Now, the first half of this post might have seemed negative. Doom. Gloom. Shrooms. But the truth is, blog networks, blog alliances and blog ad networks can work. And here are my 3 tips for each of those worlds, along with a bonus tip:

3 Simple Tips for Starting a Blog Network

  1. Don’t rely on one type of revenue: It is sometimes very easy to become dependent on one “circle of life”: more google pagerank means more text links which means more revenue, etc. As soon as Google says “selling text links are evil”, though, things get… hard. And that sucks. Wendy’s post at Sparkplugging delves into this point more and better than I ever could.
  2. Do something totally different: When we started we looked at what was out there and put our spin on it. Whether you agree with the spin or agree on the innovation or even like us, the changes we made (structure, promotion of authors, importance of community, ownership of content, platform) worked. But these days so much as been  done, that you need to really shake things up. PopSugar did it by focusing on women and then integrating social networking directly into the network so that for the longest time it wasn’t even seen as a “blog network”. Be geographically specific (Shiny Media has done a great job at this in the UK). Be audience specific, like Sugar. Come up with a unique concept. Use a unique template. Have a great pay structure. Hire the best writers possible. But don’t just be “this cool group of blogs”. That won’t work.
  3. Be ready for naysayers: We get our fair share of folk yelling from the sidelines (especially “after the game”). Be ready for this. It’s a crowded space, and people will mock you, say you’re an idiot, say you don’t know a thing about business. Some will even call you a criminal, a fraud, say you’re running a sweat shop. Anything under the sun will be brought up by folk who’ve never done what you’re doing. Ignore the bad stuff. Take the good stuff (cause there will be some) and use it. Always remember that your measure of success has to be internal. What drives you personally and are you succeeding there, is your community happy, what was your vision and are you fulfilling it, are you making a difference, are you having fun… Figure out what’s most important and what it will take to succeed, setup metrics for those things and then measure against those. Let the mockers say what they will. Be Apple. Be the Mini Cooper. Or any of the other companies that went against the grain and got rewarded for it. Hell, be Microsoft or RIM or any of the other “dying” companies that are actually truly success and who went against the grain and got mocked for it. Also watch out for constructive comments. Sometimes they won’t feel constructive, but they’ll actually have value!

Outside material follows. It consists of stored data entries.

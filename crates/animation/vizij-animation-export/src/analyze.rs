//! Decide whether a channel group can be exported as authored keyframes.

use crate::data::ChannelGroup;

/// Why a group has to be densely resampled.
#[derive(Copy, Clone, Debug, PartialEq, Eq)]
pub enum BakeReason {
    /// The export settings force sampling.
    ForcedSampling,
    /// The representative mode is not constant, linear or Bezier (or there is none).
    UnsupportedInterpolation,
    /// Control points within the group use different modes.
    MixedInterpolation,
    /// Channels do not share the same control-point times.
    MisalignedKeyframes,
}

/// First rule that forces baking, or `None` when the authored keyframes can be used.
pub fn bake_reason(group: &ChannelGroup, force_sampling: bool) -> Option<BakeReason> {
    if force_sampling {
        return Some(BakeReason::ForcedSampling);
    }

    let representative = match group.representative_interpolation() {
        Some(mode) if mode.is_native() => mode,
        _ => return Some(BakeReason::UnsupportedInterpolation),
    };

    let mixed = group.channels().iter().any(|c| {
        c.control_points()
            .iter()
            .any(|p| p.interpolation != representative)
    });
    if mixed {
        return Some(BakeReason::MixedInterpolation);
    }

    // Equality with the first channel is enough: equal sequences are transitive.
    let reference = group.channels()[0].control_points();
    let misaligned = group.channels()[1..].iter().any(|c| {
        !c.control_points()
            .iter()
            .map(|p| p.time)
            .eq(reference.iter().map(|p| p.time))
    });
    if misaligned {
        return Some(BakeReason::MisalignedKeyframes);
    }

    None
}

/// Must this group be densely resampled?
#[inline]
pub fn needs_baking(group: &ChannelGroup, force_sampling: bool) -> bool {
    bake_reason(group, force_sampling).is_some()
}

3 Simple Tips for Thoughts on Starting a Blog Alliance

Disclosure: I’ve never started one of these, unlike the other 2 areas I’m covering today, so take all of this with a pound of salt and purely as my own thoughts, not judgements on anyone else who’s doing this (successfully or otherwise).

Actually, screw it, I hate when folk do this to me, so I’ll keep this as simple thoughts, vs advice from someone who hasn’t done what I’m commenting on. Here are my thoughts, as a blogger, real simple: provide real value to the blogger, don’t take them for granted, help actually grow traffic, make my ife easier, help me make money. Or don’t. Pick 2. But rock at them. Do them better than anyone else.

3 Tips for Starting a Blog Ad Network

A blog ad network is a unique kind of beast. There’s increasing competition here. It used to just be Federated and Glam, but now you have Performancing, Fortune, Oprah, Disney, SixApart… With more to come. So obviously differentiation is key. Here are my thoughts on what is required for someone starting something like this:

  1. Make it verticalized: If it isn’t, selling ads will be nearly impossible without a huge sales team. Cover just tech, or gadgets, or travel. And have real traffic (see waaayyyy above on “real” traffic).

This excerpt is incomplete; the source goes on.